What is being asked: Write the entries out again. Every character must match.

Records supplied:
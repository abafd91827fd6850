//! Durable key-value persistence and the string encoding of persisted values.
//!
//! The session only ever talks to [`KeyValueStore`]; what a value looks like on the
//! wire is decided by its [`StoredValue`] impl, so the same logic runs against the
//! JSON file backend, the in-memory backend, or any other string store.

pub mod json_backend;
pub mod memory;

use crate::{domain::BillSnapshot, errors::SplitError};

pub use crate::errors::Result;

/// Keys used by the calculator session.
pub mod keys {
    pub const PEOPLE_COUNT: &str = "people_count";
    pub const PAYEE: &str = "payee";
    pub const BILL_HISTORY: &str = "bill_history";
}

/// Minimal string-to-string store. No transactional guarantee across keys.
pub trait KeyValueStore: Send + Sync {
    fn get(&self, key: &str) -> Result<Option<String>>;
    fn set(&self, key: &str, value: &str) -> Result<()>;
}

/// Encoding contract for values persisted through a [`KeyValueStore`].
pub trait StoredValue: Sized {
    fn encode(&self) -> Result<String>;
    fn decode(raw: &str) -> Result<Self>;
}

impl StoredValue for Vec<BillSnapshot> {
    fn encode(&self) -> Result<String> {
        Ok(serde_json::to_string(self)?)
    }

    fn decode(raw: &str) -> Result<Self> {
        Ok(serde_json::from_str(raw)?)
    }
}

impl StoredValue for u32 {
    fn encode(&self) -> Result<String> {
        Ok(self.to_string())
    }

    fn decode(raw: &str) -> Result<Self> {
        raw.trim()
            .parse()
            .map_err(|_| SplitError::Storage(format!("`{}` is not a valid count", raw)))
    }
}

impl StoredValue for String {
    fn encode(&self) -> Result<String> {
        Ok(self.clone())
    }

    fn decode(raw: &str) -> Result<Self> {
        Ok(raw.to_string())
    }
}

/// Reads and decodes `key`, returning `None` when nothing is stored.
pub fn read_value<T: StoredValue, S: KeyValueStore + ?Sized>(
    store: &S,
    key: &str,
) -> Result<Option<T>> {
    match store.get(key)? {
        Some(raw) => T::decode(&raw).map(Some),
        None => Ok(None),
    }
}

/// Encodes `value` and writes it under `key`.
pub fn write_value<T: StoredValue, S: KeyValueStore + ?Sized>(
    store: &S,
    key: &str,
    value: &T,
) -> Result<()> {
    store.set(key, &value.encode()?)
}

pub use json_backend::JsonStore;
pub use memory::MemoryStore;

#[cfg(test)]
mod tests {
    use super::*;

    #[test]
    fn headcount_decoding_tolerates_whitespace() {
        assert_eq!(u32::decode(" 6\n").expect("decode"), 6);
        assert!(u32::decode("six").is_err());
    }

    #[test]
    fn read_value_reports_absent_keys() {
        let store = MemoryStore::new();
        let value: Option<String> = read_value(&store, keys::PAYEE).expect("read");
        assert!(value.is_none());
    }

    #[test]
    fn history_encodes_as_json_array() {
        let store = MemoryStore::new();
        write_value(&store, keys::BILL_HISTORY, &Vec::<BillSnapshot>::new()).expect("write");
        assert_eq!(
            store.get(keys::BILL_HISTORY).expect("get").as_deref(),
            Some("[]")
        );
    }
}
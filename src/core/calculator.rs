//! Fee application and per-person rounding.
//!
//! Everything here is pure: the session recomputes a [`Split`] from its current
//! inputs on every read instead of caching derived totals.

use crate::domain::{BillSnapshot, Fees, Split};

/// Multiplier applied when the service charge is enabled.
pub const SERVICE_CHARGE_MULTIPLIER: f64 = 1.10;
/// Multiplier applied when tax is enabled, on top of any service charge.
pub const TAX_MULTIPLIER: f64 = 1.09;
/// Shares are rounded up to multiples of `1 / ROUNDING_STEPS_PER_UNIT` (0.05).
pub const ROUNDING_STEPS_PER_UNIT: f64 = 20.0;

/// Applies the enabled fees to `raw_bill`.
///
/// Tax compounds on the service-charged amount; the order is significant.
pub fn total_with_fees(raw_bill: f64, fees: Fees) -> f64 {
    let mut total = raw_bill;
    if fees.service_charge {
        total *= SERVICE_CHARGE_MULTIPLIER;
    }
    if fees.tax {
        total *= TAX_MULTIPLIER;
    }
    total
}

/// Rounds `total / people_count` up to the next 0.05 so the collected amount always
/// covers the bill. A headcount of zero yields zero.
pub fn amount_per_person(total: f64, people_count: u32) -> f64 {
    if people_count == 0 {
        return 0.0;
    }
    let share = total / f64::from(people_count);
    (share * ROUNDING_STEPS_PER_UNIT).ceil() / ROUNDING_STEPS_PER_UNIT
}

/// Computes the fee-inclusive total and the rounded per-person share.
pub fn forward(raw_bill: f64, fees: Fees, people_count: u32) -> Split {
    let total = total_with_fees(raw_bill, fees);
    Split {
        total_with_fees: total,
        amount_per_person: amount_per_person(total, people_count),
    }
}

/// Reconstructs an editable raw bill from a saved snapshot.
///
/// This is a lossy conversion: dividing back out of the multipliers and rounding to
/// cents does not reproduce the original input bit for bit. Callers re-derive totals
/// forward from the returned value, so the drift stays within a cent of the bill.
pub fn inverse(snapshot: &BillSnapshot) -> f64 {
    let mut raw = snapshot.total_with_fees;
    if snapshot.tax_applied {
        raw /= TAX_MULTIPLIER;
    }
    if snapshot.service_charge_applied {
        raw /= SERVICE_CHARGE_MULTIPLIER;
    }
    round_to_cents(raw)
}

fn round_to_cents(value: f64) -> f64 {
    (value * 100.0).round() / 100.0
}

Your response:
repository abafd91827fd6850
//! Durable key-value persistence and the string encoding of persisted values.
//!
//! The session only ever talks to [`KeyValueStore`]; what a value looks like on the
//! wire is decided by its [`StoredValue`] impl, so the same logic runs against the
//! JSON file backend, the in-memory backend, or any other string store.

pub mod json_backend;
pub mod memory;

use crate::{domain::BillSnapshot, errors::SplitError};

pub use crate::errors::Result;

/// Keys used by the calculator session.
pub mod keys {
    pub const PEOPLE_COUNT: &str = "people_count";
    pub const PAYEE: &str = "payee";
    pub const BILL_HISTORY: &str = "bill_history";
}

/// Minimal string-to-string store. No transactional guarantee across keys.
pub trait KeyValueStore: Send + Sync {
    fn get(&self, key: &str) -> Result<Option<String>>;
    fn set(&self, key: &str, value: &str) -> Result<()>;
}

/// Encoding contract for values persisted through a [`KeyValueStore`].
pub trait StoredValue: Sized {
    fn encode(&self) -> Result<String>;
    fn decode(raw: &str) -> Result<Self>;
}

impl StoredValue for Vec<BillSnapshot> {
    fn encode(&self) -> Result<String> {
        Ok(serde_json::to_string(self)?)
    }

    fn decode(raw: &str) -> Result<Self> {
        Ok(serde_json::from_str(raw)?)
    }
}

impl StoredValue for u32 {
    fn encode(&self) -> Result<String> {
        Ok(self.to_string())
    }

    fn decode(raw: &str) -> Result<Self> {
        raw.trim()
            .parse()
            .map_err(|_| SplitError::Storage(format!("`{}` is not a valid count", raw)))
    }
}

impl StoredValue for String {
    fn encode(&self) -> Result<String> {
        Ok(self.clone())
    }

    fn decode(raw: &str) -> Result<Self> {
        Ok(raw.to_string())
    }
}

/// Reads and decodes `key`, returning `None` when nothing is stored.
pub fn read_value<T: StoredValue, S: KeyValueStore + ?Sized>(
    store: &S,
    key: &str,
) -> Result<Option<T>> {
    match store.get(key)? {
        Some(raw) => T::decode(&raw).map(Some),
        None => Ok(None),
    }
}

/// Encodes `value` and writes it under `key`.
pub fn write_value<T: StoredValue, S: KeyValueStore + ?Sized>(
    store: &S,
    key: &str,
    value: &T,
) -> Result<()> {
    store.set(key, &value.encode()?)
}

pub use json_backend::JsonStore;
pub use memory::MemoryStore;

#[cfg(test)]
mod tests {
    use super::*;

    #[test]
    fn headcount_decoding_tolerates_whitespace() {
        assert_eq!(u32::decode(" 6\n").expect("decode"), 6);
        assert!(u32::decode("six").is_err());
    }

    #[test]
    fn read_value_reports_absent_keys() {
        let store = MemoryStore::new();
        let value: Option<String> = read_value(&store, keys::PAYEE).expect("read");
        assert!(value.is_none());
    }

    #[test]
    fn history_encodes_as_json_array() {
        let store = MemoryStore::new();
        write_value(&store, keys::BILL_HISTORY, &Vec::<BillSnapshot>::new()).expect("write");
        assert_eq!(
            store.get(keys::BILL_HISTORY).expect("get").as_deref(),
            Some("[]")
        );
    }
}
filename src/core/calculator.rs
//! Fee application and per-person rounding.
//!
//! Everything here is pure: the session recomputes a [`Split`] from its current
//! inputs on every read instead of caching derived totals.

use crate::domain::{BillSnapshot, Fees, Split};

/// Multiplier applied when the service charge is enabled.
pub const SERVICE_CHARGE_MULTIPLIER: f64 = 1.10;
/// Multiplier applied when tax is enabled, on top of any service charge.
pub const TAX_MULTIPLIER: f64 = 1.09;
/// Shares are rounded up to multiples of `1 / ROUNDING_STEPS_PER_UNIT` (0.05).
pub const ROUNDING_STEPS_PER_UNIT: f64 = 20.0;

/// Applies the enabled fees to `raw_bill`.
///
/// Tax compounds on the service-charged amount; the order is significant.
pub fn total_with_fees(raw_bill: f64, fees: Fees) -> f64 {
    let mut total = raw_bill;
    if fees.service_charge {
        total *= SERVICE_CHARGE_MULTIPLIER;
    }
    if fees.tax {
        total *= TAX_MULTIPLIER;
    }
    total
}

/// Rounds `total / people_count` up to the next 0.05 so the collected amount always
/// covers the bill. A headcount of zero yields zero.
pub fn amount_per_person(total: f64, people_count: u32) -> f64 {
    if people_count == 0 {
        return 0.0;
    }
    let share = total / f64::from(people_count);
    (share * ROUNDING_STEPS_PER_UNIT).ceil() / ROUNDING_STEPS_PER_UNIT
}

/// Computes the fee-inclusive total and the rounded per-person share.
pub fn forward(raw_bill: f64, fees: Fees, people_count: u32) -> Split {
    let total = total_with_fees(raw_bill, fees);
    Split {
        total_with_fees: total,
        amount_per_person: amount_per_person(total, people_count),
    }
}

/// Reconstructs an editable raw bill from a saved snapshot.
///
/// This is a lossy conversion: dividing back out of the multipliers and rounding to
/// cents does not reproduce the original input bit for bit. Callers re-derive totals
/// forward from the returned value, so the drift stays within a cent of the bill.
pub fn inverse(snapshot: &BillSnapshot) -> f64 {
    let mut raw = snapshot.total_with_fees;
    if snapshot.tax_applied {
        raw /= TAX_MULTIPLIER;
    }
    if snapshot.service_charge_applied {
        raw /= SERVICE_CHARGE_MULTIPLIER;
    }
    round_to_cents(raw)
}

fn round_to_cents(value: f64) -> f64 {
    (value * 100.0).round() / 100.0
}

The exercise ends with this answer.